Search the records below for "global"; copy each line that has it.

The input: Begin

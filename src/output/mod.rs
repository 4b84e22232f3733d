//! Terminal output formatting
//!
//! Feedback rows, palettes and report printing.

pub mod display;
pub mod formatters;

pub use display::print_letter_stats;
pub use formatters::{Palette, RenderStyle, Theme, render_feedback};
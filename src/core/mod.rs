//! Core domain types for Wordle
//!
//! Words, per-letter feedback and the hard mode rule. Everything here is pure:
//! no I/O, no randomness.

mod feedback;
pub mod hard_mode;
mod letters;
mod word;

pub use feedback::{Feedback, LetterStatus, classify};
pub use hard_mode::HardModeViolation;
pub use letters::{ALPHABET_SIZE, LetterCounts};
pub use word::{WORD_LENGTH, Word, WordError};
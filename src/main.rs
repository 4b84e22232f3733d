//! Terminal Wordle - CLI
//!
//! Play Wordle in the terminal, refresh the word lists, or print letter
//! statistics for the answer list.

use anyhow::Result;
use clap::{Parser, Subcommand, ValueEnum};
use rand::SeedableRng;
use rand::rngs::StdRng;
use std::num::NonZeroUsize;
use std::path::PathBuf;
use std::process::ExitCode;
use wordle_term::{
    commands::{PlayResult, letter_stats, play_on_terminal, run_fetch},
    game::{Game, GameConfig, TOTAL_GUESSES},
    output::{Palette, RenderStyle, Theme, print_letter_stats},
    wordlists::{fetch::DEFAULT_URL, store::DEFAULT_LISTS_FILE, store::load_from_file},
};

const DEFAULT_GUESSES: NonZeroUsize = NonZeroUsize::new(TOTAL_GUESSES).unwrap();

#[derive(Parser)]
#[command(
    name = "wordle_term",
    about = "Wordle in the terminal, with hard mode and colored feedback",
    version,
    author
)]
struct Cli {
    #[command(subcommand)]
    command: Option<Commands>,

    /// Word list file written by `fetch`
    #[arg(short, long, global = true, default_value = DEFAULT_LISTS_FILE)]
    lists: PathBuf,

    /// Number of guesses per game (at least 1)
    #[arg(short, long, global = true, default_value_t = DEFAULT_GUESSES)]
    guesses: NonZeroUsize,

    /// Seed for choosing the answer (random if omitted)
    #[arg(long, global = true)]
    seed: Option<u64>,

    /// Feedback style; `auto` uses colors only when stdout supports them
    #[arg(long, global = true, value_enum, default_value_t = StyleArg::Auto)]
    style: StyleArg,

    /// Board colors
    #[arg(long, global = true, value_enum, default_value_t = ThemeArg::Dark)]
    theme: ThemeArg,

    /// Use high contrast colors
    #[arg(long, global = true)]
    high_contrast: bool,
}

#[derive(Subcommand)]
enum Commands {
    /// Play in normal mode (default)
    Play,

    /// Play in hard mode
    Hard,

    /// Fetch word lists from the website into the word list file
    Fetch {
        /// Page to scrape
        #[arg(long, default_value = DEFAULT_URL)]
        url: String,
    },

    /// Print letter statistics for the answer list
    Stats,
}

#[derive(Clone, Copy, ValueEnum)]
enum StyleArg {
    Auto,
    Color,
    Plain,
}

#[derive(Clone, Copy, ValueEnum)]
enum ThemeArg {
    Light,
    Dark,
}

impl Cli {
    fn render_style(&self) -> RenderStyle {
        let palette = Palette {
            theme: match self.theme {
                ThemeArg::Light => Theme::Light,
                ThemeArg::Dark => Theme::Dark,
            },
            high_contrast: self.high_contrast,
        };
        match self.style {
            StyleArg::Auto => RenderStyle::for_stdout(palette),
            StyleArg::Color => RenderStyle::Color(palette),
            StyleArg::Plain => RenderStyle::Plain,
        }
    }
}

fn main() -> Result<ExitCode> {
    env_logger::Builder::from_env(env_logger::Env::default().default_filter_or("warn")).init();

    let cli = Cli::parse();

    // Default to normal play if no command given
    match cli.command.as_ref().unwrap_or(&Commands::Play) {
        Commands::Play => run_play_command(&cli, false),
        Commands::Hard => run_play_command(&cli, true),
        Commands::Fetch { url } => {
            run_fetch(url, &cli.lists)?;
            Ok(ExitCode::SUCCESS)
        }
        Commands::Stats => {
            let lists = load_from_file(&cli.lists)?;
            print_letter_stats(&letter_stats(lists.valid_answers()));
            Ok(ExitCode::SUCCESS)
        }
    }
}

fn run_play_command(cli: &Cli, hard_mode: bool) -> Result<ExitCode> {
    let lists = load_from_file(&cli.lists)?;
    let config = GameConfig {
        total_guesses: cli.guesses.get(),
        hard_mode,
    };

    let mut rng = cli
        .seed
        .map_or_else(StdRng::from_os_rng, StdRng::seed_from_u64);
    let mut game = Game::new(&lists, config, &mut rng);

    match play_on_terminal(&mut game, cli.render_style())? {
        PlayResult::Won(_) => Ok(ExitCode::SUCCESS),
        PlayResult::Lost => Ok(ExitCode::FAILURE),
    }
}
use crate::model::card::CardKind;
use crate::model::contestant::Seat;
use serde::{Deserialize, Serialize};
use thiserror::Error;

const DEFAULT_HAND_LIMIT: usize = 9;
const DEFAULT_INITIAL_HAND: usize = 7;
/// Largest deck whose cards all get a distinct `CardId`.
pub const MAX_DECK_SIZE: usize = u16::MAX as usize;

/// How many copies of one card kind go into the stack.
#[derive(Debug, Clone, Copy, PartialEq, Eq, Serialize, Deserialize)]
pub struct DeckEntry {
    pub kind: CardKind,
    pub count: u8,
}

impl DeckEntry {
    pub const fn new(kind: CardKind, count: u8) -> Self {
        Self { kind, count }
    }
}

/// Everything a match needs to know before the first card is dealt.
#[derive(Debug, Clone, PartialEq, Eq, Serialize, Deserialize)]
#[serde(default)]
pub struct MatchConfig {
    pub deck: Vec<DeckEntry>,
    pub hand_limit: usize,
    /// Cards dealt to each contestant on top of the guaranteed Defuse.
    pub initial_hand: usize,
    pub guaranteed_defuse: bool,
}

impl Default for MatchConfig {
    fn default() -> Self {
        Self {
            deck: Self::standard_deck(),
            hand_limit: DEFAULT_HAND_LIMIT,
            initial_hand: DEFAULT_INITIAL_HAND,
            guaranteed_defuse: true,
        }
    }
}

impl MatchConfig {
    pub fn standard_deck() -> Vec<DeckEntry> {
        let depth = CardKind::DEFAULT_DEPTH;
        vec![
            DeckEntry::new(CardKind::Bomb, 3),
            DeckEntry::new(CardKind::Defuse, 4),
            DeckEntry::new(CardKind::Negate, 4),
            DeckEntry::new(CardKind::Attack, 6),
            DeckEntry::new(CardKind::Skip, 6),
            DeckEntry::new(CardKind::SuperSkip, 2),
            DeckEntry::new(CardKind::Shuffle, 4),
            DeckEntry::new(CardKind::SeeFuture(depth), 4),
            DeckEntry::new(CardKind::AlterFuture(depth), 4),
            DeckEntry::new(CardKind::DrawFromBottom, 4),
            DeckEntry::new(CardKind::Swap, 4),
        ]
    }

    pub fn count_of(&self, kind: CardKind) -> usize {
        self.deck
            .iter()
            .filter(|entry| entry.kind == kind)
            .map(|entry| entry.count as usize)
            .sum()
    }

    pub fn total_cards(&self) -> usize {
        self.deck.iter().map(|entry| entry.count as usize).sum()
    }

    /// Size of each opening hand, guaranteed Defuse included.
    pub fn opening_hand(&self) -> usize {
        self.initial_hand + usize::from(self.guaranteed_defuse)
    }

    pub fn validate(&self) -> Result<(), ConfigError> {
        let contestants = Seat::LOOP.len();

        if self.hand_limit == 0 {
            return Err(ConfigError::ZeroHandLimit);
        }

        if self.opening_hand() > self.hand_limit {
            return Err(ConfigError::OpeningHandTooLarge {
                opening: self.opening_hand(),
                limit: self.hand_limit,
            });
        }

        if let Some(entry) = self.deck.iter().find(|e| e.kind.depth() == Some(0)) {
            return Err(ConfigError::ZeroDepth { kind: entry.kind });
        }

        if self.count_of(CardKind::Bomb) == 0 {
            return Err(ConfigError::NoBombs);
        }

        let defuses = self.count_of(CardKind::Defuse);
        if self.guaranteed_defuse && defuses < contestants {
            return Err(ConfigError::NotEnoughDefuses { found: defuses });
        }

        let dealable = self.total_cards() - self.count_of(CardKind::Bomb);
        let needed = self.opening_hand() * contestants;
        if dealable < needed {
            return Err(ConfigError::NotEnoughToDeal { dealable, needed });
        }

        // Both hands at the limit must still leave a card to draw somewhere.
        let total = self.total_cards();
        if total <= self.hand_limit * contestants {
            return Err(ConfigError::DeckTooSmall {
                total,
                limit: self.hand_limit,
            });
        }

        if total > MAX_DECK_SIZE {
            return Err(ConfigError::DeckTooLarge {
                total,
                max: MAX_DECK_SIZE,
            });
        }

        Ok(())
    }
}

#[derive(Debug, Clone, PartialEq, Eq, Error)]
pub enum ConfigError {
    #[error("hand limit must be greater than zero")]
    ZeroHandLimit,
    #[error("opening hand of {opening} cards exceeds the hand limit of {limit}")]
    OpeningHandTooLarge { opening: usize, limit: usize },
    #[error("{kind} must reveal at least one card")]
    ZeroDepth { kind: CardKind },
    #[error("deck contains no bombs, so no match could ever end")]
    NoBombs,
    #[error("{found} defuse cards cannot guarantee one per contestant")]
    NotEnoughDefuses { found: usize },
    #[error("deck has {dealable} non-bomb cards but opening hands need {needed}")]
    NotEnoughToDeal { dealable: usize, needed: usize },
    #[error("deck of {total} cards cannot keep a card in play beside two hands of {limit}")]
    DeckTooSmall { total: usize, limit: usize },
    #[error("deck of {total} cards exceeds the {max} distinct card ids")]
    DeckTooLarge { total: usize, max: usize },
}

The input: End

Result of this exercise –
    #[arg(short, long, global = true, default_value = DEFAULT_LISTS_FILE)]
    #[arg(short, long, global = true, default_value_t = DEFAULT_GUESSES)]
    #[arg(long, global = true)]
    #[arg(long, global = true, value_enum, default_value_t = StyleArg::Auto)]
    #[arg(long, global = true, value_enum, default_value_t = ThemeArg::Dark)]
    #[arg(long, global = true)]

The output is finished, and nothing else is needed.